→ REQUIRED WORK
Your reply should hold only the lines from the records below where "Initiating" occurs.

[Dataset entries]
################
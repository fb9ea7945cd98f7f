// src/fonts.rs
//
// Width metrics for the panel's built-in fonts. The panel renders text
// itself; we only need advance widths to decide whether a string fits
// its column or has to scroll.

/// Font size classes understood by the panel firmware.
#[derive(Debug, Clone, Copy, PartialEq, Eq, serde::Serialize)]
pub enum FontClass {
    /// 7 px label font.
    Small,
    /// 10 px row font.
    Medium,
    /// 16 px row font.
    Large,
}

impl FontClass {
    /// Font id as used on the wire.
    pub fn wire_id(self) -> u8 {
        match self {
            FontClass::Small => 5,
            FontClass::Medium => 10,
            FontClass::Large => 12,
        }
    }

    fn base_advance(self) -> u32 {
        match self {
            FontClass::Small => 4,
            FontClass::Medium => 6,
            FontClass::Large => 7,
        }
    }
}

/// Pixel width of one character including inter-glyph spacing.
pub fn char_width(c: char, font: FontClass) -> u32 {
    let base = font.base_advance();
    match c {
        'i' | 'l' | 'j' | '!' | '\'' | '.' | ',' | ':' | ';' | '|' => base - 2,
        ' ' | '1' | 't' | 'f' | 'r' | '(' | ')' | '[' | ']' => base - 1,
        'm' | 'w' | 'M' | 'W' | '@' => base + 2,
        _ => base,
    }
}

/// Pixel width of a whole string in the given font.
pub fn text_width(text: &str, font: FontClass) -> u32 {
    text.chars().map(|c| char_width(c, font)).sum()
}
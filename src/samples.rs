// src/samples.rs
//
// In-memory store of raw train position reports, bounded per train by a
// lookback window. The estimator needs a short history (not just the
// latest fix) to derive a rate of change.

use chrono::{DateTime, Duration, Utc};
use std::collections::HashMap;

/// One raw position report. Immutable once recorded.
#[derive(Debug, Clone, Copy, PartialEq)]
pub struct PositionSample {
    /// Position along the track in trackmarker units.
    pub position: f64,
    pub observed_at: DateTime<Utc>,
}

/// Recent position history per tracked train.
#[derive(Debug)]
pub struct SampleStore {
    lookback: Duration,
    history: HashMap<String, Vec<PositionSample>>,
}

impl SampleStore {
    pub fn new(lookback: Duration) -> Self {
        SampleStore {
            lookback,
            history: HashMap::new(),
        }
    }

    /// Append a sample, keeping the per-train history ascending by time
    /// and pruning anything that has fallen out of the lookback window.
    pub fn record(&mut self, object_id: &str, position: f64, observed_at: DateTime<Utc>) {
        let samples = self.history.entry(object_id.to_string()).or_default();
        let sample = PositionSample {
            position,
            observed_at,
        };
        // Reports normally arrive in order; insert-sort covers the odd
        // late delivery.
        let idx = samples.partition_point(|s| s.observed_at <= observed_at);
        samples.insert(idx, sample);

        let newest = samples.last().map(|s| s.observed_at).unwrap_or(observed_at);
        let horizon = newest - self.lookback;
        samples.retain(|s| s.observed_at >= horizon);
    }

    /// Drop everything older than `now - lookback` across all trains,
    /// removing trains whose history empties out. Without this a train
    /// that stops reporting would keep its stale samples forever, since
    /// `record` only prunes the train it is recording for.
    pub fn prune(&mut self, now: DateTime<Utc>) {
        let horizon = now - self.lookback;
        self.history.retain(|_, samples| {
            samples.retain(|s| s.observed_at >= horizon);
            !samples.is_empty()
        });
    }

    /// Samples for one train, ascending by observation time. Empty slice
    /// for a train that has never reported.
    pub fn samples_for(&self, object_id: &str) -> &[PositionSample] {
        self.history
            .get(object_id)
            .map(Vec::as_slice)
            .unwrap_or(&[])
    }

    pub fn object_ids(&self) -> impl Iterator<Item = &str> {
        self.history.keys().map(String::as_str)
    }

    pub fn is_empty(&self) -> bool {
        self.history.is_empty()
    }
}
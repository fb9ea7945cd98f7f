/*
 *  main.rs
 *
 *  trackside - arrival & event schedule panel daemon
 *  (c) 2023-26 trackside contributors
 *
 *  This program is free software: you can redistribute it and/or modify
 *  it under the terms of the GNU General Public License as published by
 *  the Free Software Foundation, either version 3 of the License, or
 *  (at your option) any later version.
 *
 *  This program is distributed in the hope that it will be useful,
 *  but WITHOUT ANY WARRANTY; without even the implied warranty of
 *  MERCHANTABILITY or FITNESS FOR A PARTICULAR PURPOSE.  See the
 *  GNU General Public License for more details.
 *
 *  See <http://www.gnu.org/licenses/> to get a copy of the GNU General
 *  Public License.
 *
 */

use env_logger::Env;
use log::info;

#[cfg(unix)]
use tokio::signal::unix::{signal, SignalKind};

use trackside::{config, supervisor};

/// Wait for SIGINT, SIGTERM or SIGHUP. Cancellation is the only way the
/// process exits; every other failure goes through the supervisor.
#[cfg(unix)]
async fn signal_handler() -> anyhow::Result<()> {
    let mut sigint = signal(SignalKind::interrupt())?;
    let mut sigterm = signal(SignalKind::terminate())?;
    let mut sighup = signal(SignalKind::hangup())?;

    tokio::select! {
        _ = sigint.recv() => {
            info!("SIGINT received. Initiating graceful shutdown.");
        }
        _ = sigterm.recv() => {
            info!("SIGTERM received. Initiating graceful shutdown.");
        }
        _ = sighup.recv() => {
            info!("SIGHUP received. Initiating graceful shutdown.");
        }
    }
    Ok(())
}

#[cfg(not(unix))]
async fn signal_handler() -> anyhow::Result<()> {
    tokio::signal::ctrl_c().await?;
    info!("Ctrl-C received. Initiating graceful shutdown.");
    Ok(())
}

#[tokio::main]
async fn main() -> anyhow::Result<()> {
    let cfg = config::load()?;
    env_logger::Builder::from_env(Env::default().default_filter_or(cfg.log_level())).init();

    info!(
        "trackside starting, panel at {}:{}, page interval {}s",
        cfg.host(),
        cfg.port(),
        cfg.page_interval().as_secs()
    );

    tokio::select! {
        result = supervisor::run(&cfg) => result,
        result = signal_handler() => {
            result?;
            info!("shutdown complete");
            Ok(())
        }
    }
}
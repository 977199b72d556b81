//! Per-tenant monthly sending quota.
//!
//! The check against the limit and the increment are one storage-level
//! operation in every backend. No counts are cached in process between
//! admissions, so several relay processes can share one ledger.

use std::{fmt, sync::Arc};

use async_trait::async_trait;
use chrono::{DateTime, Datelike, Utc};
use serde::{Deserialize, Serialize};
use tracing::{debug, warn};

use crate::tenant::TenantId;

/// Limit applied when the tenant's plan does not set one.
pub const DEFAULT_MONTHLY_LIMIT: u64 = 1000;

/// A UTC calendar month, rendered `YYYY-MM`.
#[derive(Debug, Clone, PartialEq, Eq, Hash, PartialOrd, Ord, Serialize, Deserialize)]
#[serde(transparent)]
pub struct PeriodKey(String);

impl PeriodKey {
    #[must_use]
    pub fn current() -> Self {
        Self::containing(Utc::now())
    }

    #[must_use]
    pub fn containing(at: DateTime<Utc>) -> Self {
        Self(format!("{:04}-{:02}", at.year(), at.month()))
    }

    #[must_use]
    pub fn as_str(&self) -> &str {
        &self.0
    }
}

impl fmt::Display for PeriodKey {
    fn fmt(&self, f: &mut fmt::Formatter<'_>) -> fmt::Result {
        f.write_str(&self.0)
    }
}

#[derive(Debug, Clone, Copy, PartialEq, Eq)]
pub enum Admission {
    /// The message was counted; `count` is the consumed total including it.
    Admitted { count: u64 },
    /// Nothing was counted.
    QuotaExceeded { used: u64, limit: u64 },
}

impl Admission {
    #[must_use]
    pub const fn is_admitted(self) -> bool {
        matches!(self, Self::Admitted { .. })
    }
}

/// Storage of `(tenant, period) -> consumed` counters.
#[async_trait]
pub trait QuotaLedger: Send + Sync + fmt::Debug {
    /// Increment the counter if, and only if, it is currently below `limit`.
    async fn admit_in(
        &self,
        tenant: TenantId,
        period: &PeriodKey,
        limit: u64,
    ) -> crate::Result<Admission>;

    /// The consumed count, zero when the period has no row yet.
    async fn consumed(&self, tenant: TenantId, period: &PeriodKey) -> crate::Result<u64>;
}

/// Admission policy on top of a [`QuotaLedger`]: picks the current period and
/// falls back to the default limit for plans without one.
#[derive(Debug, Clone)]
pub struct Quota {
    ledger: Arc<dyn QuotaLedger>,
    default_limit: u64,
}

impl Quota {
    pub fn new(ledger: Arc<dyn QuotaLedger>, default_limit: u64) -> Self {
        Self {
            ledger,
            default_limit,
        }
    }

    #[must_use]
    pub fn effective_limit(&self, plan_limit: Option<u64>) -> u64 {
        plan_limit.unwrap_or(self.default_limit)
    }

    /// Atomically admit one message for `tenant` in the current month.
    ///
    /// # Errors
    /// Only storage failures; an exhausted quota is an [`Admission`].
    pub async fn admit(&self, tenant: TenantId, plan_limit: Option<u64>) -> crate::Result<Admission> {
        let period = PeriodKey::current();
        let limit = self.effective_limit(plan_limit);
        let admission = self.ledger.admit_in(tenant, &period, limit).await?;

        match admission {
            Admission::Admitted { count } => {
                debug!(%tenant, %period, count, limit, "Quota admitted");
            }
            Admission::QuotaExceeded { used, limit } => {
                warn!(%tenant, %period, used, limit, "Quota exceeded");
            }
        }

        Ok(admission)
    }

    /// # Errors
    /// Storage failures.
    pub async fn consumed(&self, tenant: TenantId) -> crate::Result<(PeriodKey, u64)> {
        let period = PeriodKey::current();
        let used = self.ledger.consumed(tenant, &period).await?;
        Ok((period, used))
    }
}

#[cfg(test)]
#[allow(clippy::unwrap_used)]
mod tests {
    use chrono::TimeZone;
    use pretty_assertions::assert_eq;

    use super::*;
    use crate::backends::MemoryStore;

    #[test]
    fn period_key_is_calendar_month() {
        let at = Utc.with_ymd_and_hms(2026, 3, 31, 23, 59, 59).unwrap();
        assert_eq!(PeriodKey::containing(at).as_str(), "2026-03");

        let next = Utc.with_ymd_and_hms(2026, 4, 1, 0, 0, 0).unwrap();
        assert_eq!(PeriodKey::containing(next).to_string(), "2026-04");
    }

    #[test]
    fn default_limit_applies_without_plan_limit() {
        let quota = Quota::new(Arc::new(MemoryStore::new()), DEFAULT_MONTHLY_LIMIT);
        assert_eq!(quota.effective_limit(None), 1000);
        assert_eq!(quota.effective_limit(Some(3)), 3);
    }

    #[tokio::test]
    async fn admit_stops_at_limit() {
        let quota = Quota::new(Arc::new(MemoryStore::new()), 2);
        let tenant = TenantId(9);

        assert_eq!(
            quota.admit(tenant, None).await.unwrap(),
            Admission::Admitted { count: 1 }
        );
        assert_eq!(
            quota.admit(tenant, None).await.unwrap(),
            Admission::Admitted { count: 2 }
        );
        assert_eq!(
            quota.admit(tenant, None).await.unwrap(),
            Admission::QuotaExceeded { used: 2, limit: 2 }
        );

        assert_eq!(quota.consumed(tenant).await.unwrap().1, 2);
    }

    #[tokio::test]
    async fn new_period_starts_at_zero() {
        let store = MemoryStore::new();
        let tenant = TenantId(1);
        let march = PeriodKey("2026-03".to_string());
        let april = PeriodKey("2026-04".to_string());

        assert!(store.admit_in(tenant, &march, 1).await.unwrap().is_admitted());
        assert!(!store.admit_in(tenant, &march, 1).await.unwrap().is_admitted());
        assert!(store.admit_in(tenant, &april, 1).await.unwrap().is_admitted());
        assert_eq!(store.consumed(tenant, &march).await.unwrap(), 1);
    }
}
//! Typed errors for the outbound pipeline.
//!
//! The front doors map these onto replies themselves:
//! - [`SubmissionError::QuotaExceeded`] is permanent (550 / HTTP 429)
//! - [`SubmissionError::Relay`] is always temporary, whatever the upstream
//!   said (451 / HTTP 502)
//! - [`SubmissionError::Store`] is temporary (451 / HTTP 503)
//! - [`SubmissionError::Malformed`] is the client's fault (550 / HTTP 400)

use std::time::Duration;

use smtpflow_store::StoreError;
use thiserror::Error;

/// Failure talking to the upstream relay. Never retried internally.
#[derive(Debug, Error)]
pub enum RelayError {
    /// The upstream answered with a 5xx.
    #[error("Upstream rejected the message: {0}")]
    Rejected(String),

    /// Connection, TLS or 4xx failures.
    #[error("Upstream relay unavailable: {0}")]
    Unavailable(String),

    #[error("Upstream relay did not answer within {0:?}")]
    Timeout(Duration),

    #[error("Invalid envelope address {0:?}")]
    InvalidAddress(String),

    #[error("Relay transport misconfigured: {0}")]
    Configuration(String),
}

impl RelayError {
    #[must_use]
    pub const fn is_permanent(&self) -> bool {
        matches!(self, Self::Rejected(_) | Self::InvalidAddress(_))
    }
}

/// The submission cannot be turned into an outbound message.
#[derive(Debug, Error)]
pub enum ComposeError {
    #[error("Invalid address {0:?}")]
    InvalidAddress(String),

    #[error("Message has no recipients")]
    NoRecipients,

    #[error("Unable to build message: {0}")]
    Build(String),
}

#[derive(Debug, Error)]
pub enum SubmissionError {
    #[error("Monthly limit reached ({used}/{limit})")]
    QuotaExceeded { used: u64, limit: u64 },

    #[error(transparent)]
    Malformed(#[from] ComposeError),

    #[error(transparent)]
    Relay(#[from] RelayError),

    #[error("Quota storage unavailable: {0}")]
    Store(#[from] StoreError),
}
################
→ WORKED SOLUTION
            info!("SIGINT received. Initiating graceful shutdown.");
            info!("SIGTERM received. Initiating graceful shutdown.");
            info!("SIGHUP received. Initiating graceful shutdown.");
    info!("Ctrl-C received. Initiating graceful shutdown.");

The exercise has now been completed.